In thinking about the psychological arrangement of marriage my favourite book is a rather out of print and out-dated obscure book, Marriage Dead or Alive, by Adolf Guggenbuhl Craig. You can get hold of a second hand copy for £15; or borrow an online copy for free. I am thinking of giving a copy to the newlyweds but perhaps I’ll wait until the honey moon is over and make sure it is heavily redacted!
I cut and pasted some quotes from the internet (goodreads) below to give you a flavour.

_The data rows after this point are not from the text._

use super::clock::{Clock, SystemClock};
use super::token::{DEFAULT_MAX_RANDOM_DRAWS, Token, TokenFormat, TokenGenerator};
use super::{ParkedVehicle, ParkingLedger, VehicleType, VehicleTypeCatalog};
use crate::config::LedgerSettings;
use crate::error::{ParkingError, Result};
use chrono::{DateTime, Utc};
use rand::SeedableRng;
use rand::rngs::StdRng;
use rust_decimal::Decimal;
use std::sync::Arc;

/// Capacity used when none is given
pub const DEFAULT_TOTAL_SLOTS: usize = 100;

/// Builder for creating [`ParkingLedger`] instances
#[derive(Default)]
pub struct LedgerBuilder {
    total_slots: Option<usize>,
    catalog: Option<VehicleTypeCatalog>,
    token_format: Option<TokenFormat>,
    max_random_draws: Option<u32>,
    clock: Option<Arc<dyn Clock>>,
    seed: Option<u64>,
}

impl LedgerBuilder {
    /// Create a new ledger builder
    #[must_use]
    pub fn new() -> Self {
        Self::default()
    }

    /// Seed a builder from the `[ledger]` config section
    #[must_use]
    pub fn from_settings(settings: &LedgerSettings) -> Self {
        Self::new()
            .total_slots(settings.total_slots)
            .token_format(settings.token.clone())
            .max_random_draws(settings.max_random_draws)
    }

    /// Set the number of slots
    #[must_use]
    pub const fn total_slots(mut self, total_slots: usize) -> Self {
        self.total_slots = Some(total_slots);
        self
    }

    /// Set the vehicle type catalog
    #[must_use]
    pub fn catalog(mut self, catalog: VehicleTypeCatalog) -> Self {
        self.catalog = Some(catalog);
        self
    }

    /// Set the token format
    #[must_use]
    pub fn token_format(mut self, format: TokenFormat) -> Self {
        self.token_format = Some(format);
        self
    }

    /// Set how many random draws to try before sweeping the token space
    #[must_use]
    pub const fn max_random_draws(mut self, draws: u32) -> Self {
        self.max_random_draws = Some(draws);
        self
    }

    /// Set the time source
    #[must_use]
    pub fn clock<C: Clock + 'static>(mut self, clock: Arc<C>) -> Self {
        self.clock = Some(clock);
        self
    }

    /// Make token generation deterministic
    #[must_use]
    pub const fn seed(mut self, seed: u64) -> Self {
        self.seed = Some(seed);
        self
    }

    /// Set an optional seed
    #[must_use]
    pub const fn seed_opt(mut self, seed: Option<u64>) -> Self {
        self.seed = seed;
        self
    }

    /// Build the ledger
    ///
    /// # Errors
    ///
    /// Returns [`ParkingError::InvalidConfig`] when the capacity is zero, the
    /// token format is invalid, or the token space is smaller than the
    /// capacity.
    pub fn build(self) -> Result<ParkingLedger> {
        let total_slots = self.total_slots.unwrap_or(DEFAULT_TOTAL_SLOTS);
        if total_slots == 0 {
            return Err(ParkingError::invalid_config(
                "total_slots must be greater than zero",
            ));
        }

        let format = self.token_format.unwrap_or_default();
        format.validate()?;
        format.ensure_room_for(total_slots)?;

        let rng = match self.seed {
            Some(seed) => StdRng::seed_from_u64(seed),
            None => StdRng::from_entropy(),
        };
        let tokens = TokenGenerator::new(
            format,
            rng,
            self.max_random_draws.unwrap_or(DEFAULT_MAX_RANDOM_DRAWS),
        );
        let clock = self.clock.unwrap_or_else(|| Arc::new(SystemClock));

        tracing::debug!(total_slots, "ledger built");
        Ok(ParkingLedger::from_parts(
            total_slots,
            self.catalog.unwrap_or_default(),
            tokens,
            clock,
        ))
    }
}

/// Builder for creating [`ParkedVehicle`] records
pub struct ParkedVehicleBuilder {
    token: Token,
    owner_name: Option<String>,
    phone: Option<String>,
    plate_number: Option<String>,
    vehicle_type_name: Option<String>,
    rate_per_hour: Option<Decimal>,
    entry_timestamp: Option<DateTime<Utc>>,
}

impl ParkedVehicleBuilder {
    /// Start a record for the vehicle holding `token`
    #[must_use]
    pub const fn new(token: Token) -> Self {
        Self {
            token,
            owner_name: None,
            phone: None,
            plate_number: None,
            vehicle_type_name: None,
            rate_per_hour: None,
            entry_timestamp: None,
        }
    }

    /// Set the owner name
    #[must_use]
    pub fn owner_name(mut self, owner_name: impl Into<String>) -> Self {
        self.owner_name = Some(owner_name.into());
        self
    }

    /// Set the phone number
    #[must_use]
    pub fn phone(mut self, phone: impl Into<String>) -> Self {
        self.phone = Some(phone.into());
        self
    }

    /// Set the plate number
    #[must_use]
    pub fn plate_number(mut self, plate_number: impl Into<String>) -> Self {
        self.plate_number = Some(plate_number.into());
        self
    }

    /// Copy the type name and hourly rate from a catalog entry
    #[must_use]
    pub fn vehicle_type(mut self, vehicle_type: &VehicleType) -> Self {
        self.vehicle_type_name = Some(vehicle_type.name.clone());
        self.rate_per_hour = Some(vehicle_type.rate_per_hour);
        self
    }

    /// Set the entry timestamp
    #[must_use]
    pub const fn entered_at(mut self, entered_at: DateTime<Utc>) -> Self {
        self.entry_timestamp = Some(entered_at);
        self
    }

    /// Build the record
    pub fn build(self) -> ParkedVehicle {
        ParkedVehicle {
            token: self.token,
            owner_name: self.owner_name.unwrap_or_default(),
            phone: self.phone.unwrap_or_default(),
            plate_number: self.plate_number.unwrap_or_default(),
            vehicle_type_name: self.vehicle_type_name.unwrap_or_default(),
            rate_per_hour: self.rate_per_hour.unwrap_or_default(),
            entry_timestamp: self.entry_timestamp.unwrap_or_else(Utc::now),
        }
    }
}
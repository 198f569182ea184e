//! Handler for the `interactive` command

use super::common::HandlerContext;
use crate::cli::output::OutputFormatter;
use crate::config::Config;
use crate::error::Result;
use crate::interactive::ParkingMenu;

/// Run the menu loop on a fresh ledger
///
/// All parked vehicles are forgotten when the session ends.
pub fn handle_interactive_command(
    config: &Config,
    seed: Option<u64>,
    formatter: OutputFormatter,
) -> Result<()> {
    let ctx = HandlerContext::new(config, seed, None, formatter)?;
    tracing::debug!(total_slots = ctx.ledger.total_slots(), "starting interactive session");
    ParkingMenu::new(ctx).run()
}
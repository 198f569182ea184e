//! Handler for the `config` command

use crate::cli::ConfigCommands;
use crate::cli::output::OutputFormatter;
use crate::config::Config;
use crate::error::Result;

/// Handle `config show` and `config path`
pub fn handle_config_command(
    command: &ConfigCommands,
    config: &Config,
    formatter: &OutputFormatter,
) -> Result<()> {
    match command {
        ConfigCommands::Show => show_config(config, formatter),
        ConfigCommands::Path => show_path(formatter),
    }
}

fn show_config(config: &Config, formatter: &OutputFormatter) -> Result<()> {
    if formatter.is_json() {
        return formatter.print_json(config);
    }

    formatter.info("[ledger]");
    formatter.info(&format!("total_slots = {}", config.ledger.total_slots));
    formatter.info(&format!(
        "max_random_draws = {}",
        config.ledger.max_random_draws
    ));
    formatter.info("");
    formatter.info("[ledger.token]");
    formatter.info(&format!("digits = {}", config.ledger.token.digits));
    formatter.info(&format!("suffix = \"{}\"", config.ledger.token.suffix));
    formatter.info("");
    formatter.info("[ui]");
    formatter.info(&format!(
        "currency_symbol = \"{}\"",
        config.ui.currency_symbol
    ));
    formatter.info(&format!(
        "timestamp_format = \"{}\"",
        config.ui.timestamp_format
    ));
    Ok(())
}

fn show_path(formatter: &OutputFormatter) -> Result<()> {
    let path = Config::user_config_path();
    if formatter.is_json() {
        return formatter.print_json(&serde_json::json!({
            "path": path,
            "exists": path.as_ref().is_some_and(|p| p.exists()),
        }));
    }

    match path {
        Some(path) => formatter.info(&path.display().to_string()),
        None => formatter.warning("No home directory found; only --config files are read"),
    }
    Ok(())
}
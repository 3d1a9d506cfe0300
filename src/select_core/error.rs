use std::path::PathBuf;
use thiserror::Error;

#[derive(Error, Debug)]
pub enum SelectError {
    // Fatal, raised before anything is queried or written
    #[error("Configuration error: {0}")]
    Configuration(String),

    // Database errors
    #[error("Database error: {0}")]
    DataAccess(#[from] rusqlite::Error),

    #[error("Not a digiKam database: {path} has no table '{table}'")]
    InvalidSchema { path: PathBuf, table: String },

    // Per-file errors, reported and skipped by the materializer
    #[error("File {path} is not readable or doesn't exist: {source}")]
    SourceUnavailable {
        path: PathBuf,
        source: std::io::Error,
    },

    #[error("Target {0} already exists")]
    TargetConflict(PathBuf),

    #[error("Refusing to replace {0} with itself")]
    SameFile(PathBuf),

    #[error("Cannot hard link {from} to {to}: different filesystems")]
    CrossDeviceLink { from: PathBuf, to: PathBuf },

    #[error("Failed to convert {path}: {reason}")]
    Conversion { path: PathBuf, reason: String },

    #[error("Failed to create directory {path}: {source}")]
    CreateDir {
        path: PathBuf,
        source: std::io::Error,
    },

    // I/O errors
    #[error("I/O error: {0}")]
    Io(#[from] std::io::Error),

    #[error("Directory walker error: {0}")]
    Walkdir(#[from] walkdir::Error),
}

/// Result type for digikam-select operations.
pub type Result<T> = std::result::Result<T, SelectError>;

“The marriage of Zeus and Hera can hardly be reframed into a "happy one" and yet Hera is the Goddess of marriage. Hera and Zeus could be described as quarrelsome predecessors of the Holy Family. For the Greeks they symbolized marriage par excellence.”
“Marriage is not comfortable and harmonious. Rather it is a place of individuation where a person rubs up against oneself and against the partner, bumps up against the person in love and in rejection, and in this fashion learns to know oneself, the world, good and evil, the heights and the depths.”
“For us the question is, has the marriage to do with well-being or with salvation? Is it a soteriological institution or a welfare institution?Is marriage, this opus contra natura a path to individuation or a way to well-being?”
“A marriage only works if one opens to exactly that which one would never ask for otherwise. Only through rubbing oneself sore and losing oneself is one able to learn about oneself, God, and the world. Like every soteriological pathway, that of marriage is hard and painful.”
“For those who are gifted for the soteriological pathway of marriage, it, like every such pathway, naturally offers not only trouble, work, and suffering but the deepest kind of existential satisfaction. Dante did not get to Paradiso without going through the Inferno. And so also there seldom exist "happy marriages".”
“The noble images of physician and clergyman are forever accompanied by the shadow figures of quack and false prophet. Now the psychotherapist, the analyst, constitutes the meeting ground, in our day, of the images and the practices of physician and clergyman, of physical and psychic healer. It is thus that he carries a double shadow.”
“Through the act of getting married, one has taken on the task of mutual confrontation until death.”
“Many marriages dry up and miss the path to individuation because the couples try to ease their situations through excluding and representing their most essential characteristics, whether these be peculiar sexual wishes, neurotic traits, or whatever. The more one confronts everything, the more interesting and fruitful becomes the path to individuation.”
“Many of the pains and efforts taken to deal with the contemporary marriage are dominated by considerations of well-being, happiness, and biology. This corresponds to the position of contemporary psychology, which distinguishes itself through a deep skepticism amounting to a rejection of anything transcendent.”
“The central issue in the marriage is not well-being or happiness. It is, as this book has tried to demonstrate, salvation. Marriage involves not only a man and a woman who happily love each other and raise offspring together, but rather two people who are trying to individuate, to find their soul's salvation.”
“We are creatures whose behavior cannot be simply explained as a striving for survival and happiness, for release of tension and contentment.”

“Marriage is one salvation pathway among many, although it contains different possibilities.”

“As soon as we confront concrete marriages with other foreign images-such as well-being, happiness, a home for children-marriage appears to be senseless, withered, moribund, and kept alive largely by a great apparatus of psychologists and marriage counselors. Marriage is dead. Long live marriage!”